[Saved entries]
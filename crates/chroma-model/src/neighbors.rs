// Copyright (c) 2025 Felix Kahle.
//
// Permission is hereby granted, free of charge, to any person obtaining
// a copy of this software and associated documentation files (the
// "Software"), to deal in the Software without restriction, including
// without limitation the rights to use, copy, modify, merge, publish,
// distribute, sublicense, and/or sell copies of the Software, and to
// permit persons to whom the Software is furnished to do so, subject to
// the following conditions:
//
// The above copyright notice and this permission notice shall be
// included in all copies or substantial portions of the Software.
//
// THE SOFTWARE IS PROVIDED "AS IS", WITHOUT WARRANTY OF ANY KIND,
// EXPRESS OR IMPLIED, INCLUDING BUT NOT LIMITED TO THE WARRANTIES OF
// MERCHANTABILITY, FITNESS FOR A PARTICULAR PURPOSE AND
// NONINFRINGEMENT. IN NO EVENT SHALL THE AUTHORS OR COPYRIGHT HOLDERS BE
// LIABLE FOR ANY CLAIM, DAMAGES OR OTHER LIABILITY, WHETHER IN AN ACTION
// OF CONTRACT, TORT OR OTHERWISE, ARISING FROM, OUT OF OR IN CONNECTION
// WITH THE SOFTWARE OR THE USE OR OTHER DEALINGS IN THE SOFTWARE.

//! Compressed adjacency lists.
//!
//! `NeighborIndex` stores, for every vertex, the sequence of adjacent vertices
//! in compressed sparse row form: an `offsets` array of length `n + 1` and one
//! flat `targets` array. An edge `(u, v)` contributes `v` to the list of `u`
//! and `u` to the list of `v`, in edge-list order, so duplicate edges yield
//! duplicate neighbor entries.
//!
//! | Operation    | Complexity |
//! |--------------|------------|
//! | `from_edges` | O(n + m)   |
//! | `neighbors`  | O(1)       |
//! | `degree`     | O(1)       |

use crate::{
    graph::{Graph, MalformedGraphError, check_edge},
    index::VertexIndex,
};

/// Read-only adjacency of a graph, built once per search.
#[derive(Clone, Debug, PartialEq, Eq, Default)]
pub struct NeighborIndex {
    offsets: Vec<usize>,
    targets: Vec<usize>,
}

impl NeighborIndex {
    /// Builds the index from an already validated graph.
    pub fn new(graph: &Graph) -> Self {
        Self::build_unchecked(graph.num_vertices(), graph.edges())
    }

    /// Builds the index from a raw edge list, bounds-checking every endpoint.
    pub fn from_edges(
        num_vertices: usize,
        edges: &[(usize, usize)],
    ) -> Result<Self, MalformedGraphError> {
        for (i, &edge) in edges.iter().enumerate() {
            check_edge(i, edge, num_vertices)?;
        }
        Ok(Self::build_unchecked(num_vertices, edges))
    }

    fn build_unchecked(num_vertices: usize, edges: &[(usize, usize)]) -> Self {
        let mut offsets = vec![0usize; num_vertices + 1];
        for &(u, v) in edges {
            offsets[u + 1] += 1;
            offsets[v + 1] += 1;
        }
        for i in 0..num_vertices {
            offsets[i + 1] += offsets[i];
        }

        let mut cursor = offsets[..num_vertices].to_vec();
        let mut targets = vec![0usize; 2 * edges.len()];
        for &(u, v) in edges {
            targets[cursor[u]] = v;
            cursor[u] += 1;
            targets[cursor[v]] = u;
            cursor[v] += 1;
        }

        debug_assert!(
            (0..num_vertices).all(|i| cursor[i] == offsets[i + 1]),
            "called `NeighborIndex::build_unchecked` and ended with cursors that do not match the offsets"
        );

        Self { offsets, targets }
    }

    /// Returns the number of vertices covered by the index.
    #[inline]
    pub fn num_vertices(&self) -> usize {
        self.offsets.len().saturating_sub(1)
    }

    /// Returns the neighbors of `vertex` as raw indices.
    ///
    /// # Panics
    ///
    /// Panics if `vertex` is out of bounds.
    #[inline]
    pub fn neighbors(&self, vertex: VertexIndex) -> &[usize] {
        let v = vertex.get();
        debug_assert!(
            v < self.num_vertices(),
            "called `NeighborIndex::neighbors` with vertex index out of bounds: the len is {} but the index is {}",
            self.num_vertices(),
            v
        );

        &self.targets[self.offsets[v]..self.offsets[v + 1]]
    }

    /// Returns the degree of `vertex`, counting duplicate edges.
    #[inline]
    pub fn degree(&self, vertex: VertexIndex) -> usize {
        let v = vertex.get();
        self.offsets[v + 1] - self.offsets[v]
    }

    /// Returns the largest degree in the graph, or `0` for an empty graph.
    pub fn max_degree(&self) -> usize {
        self.offsets
            .windows(2)
            .map(|w| w[1] - w[0])
            .max()
            .unwrap_or(0)
    }
}

impl From<&Graph> for NeighborIndex {
    fn from(graph: &Graph) -> Self {
        Self::new(graph)
    }
}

Task to carry out: Copy every line of the records above that holds the word "array".

Exercise result:
//! in compressed sparse row form: an `offsets` array of length `n + 1` and one
//! flat `targets` array. An edge `(u, v)` contributes `v` to the list of `u`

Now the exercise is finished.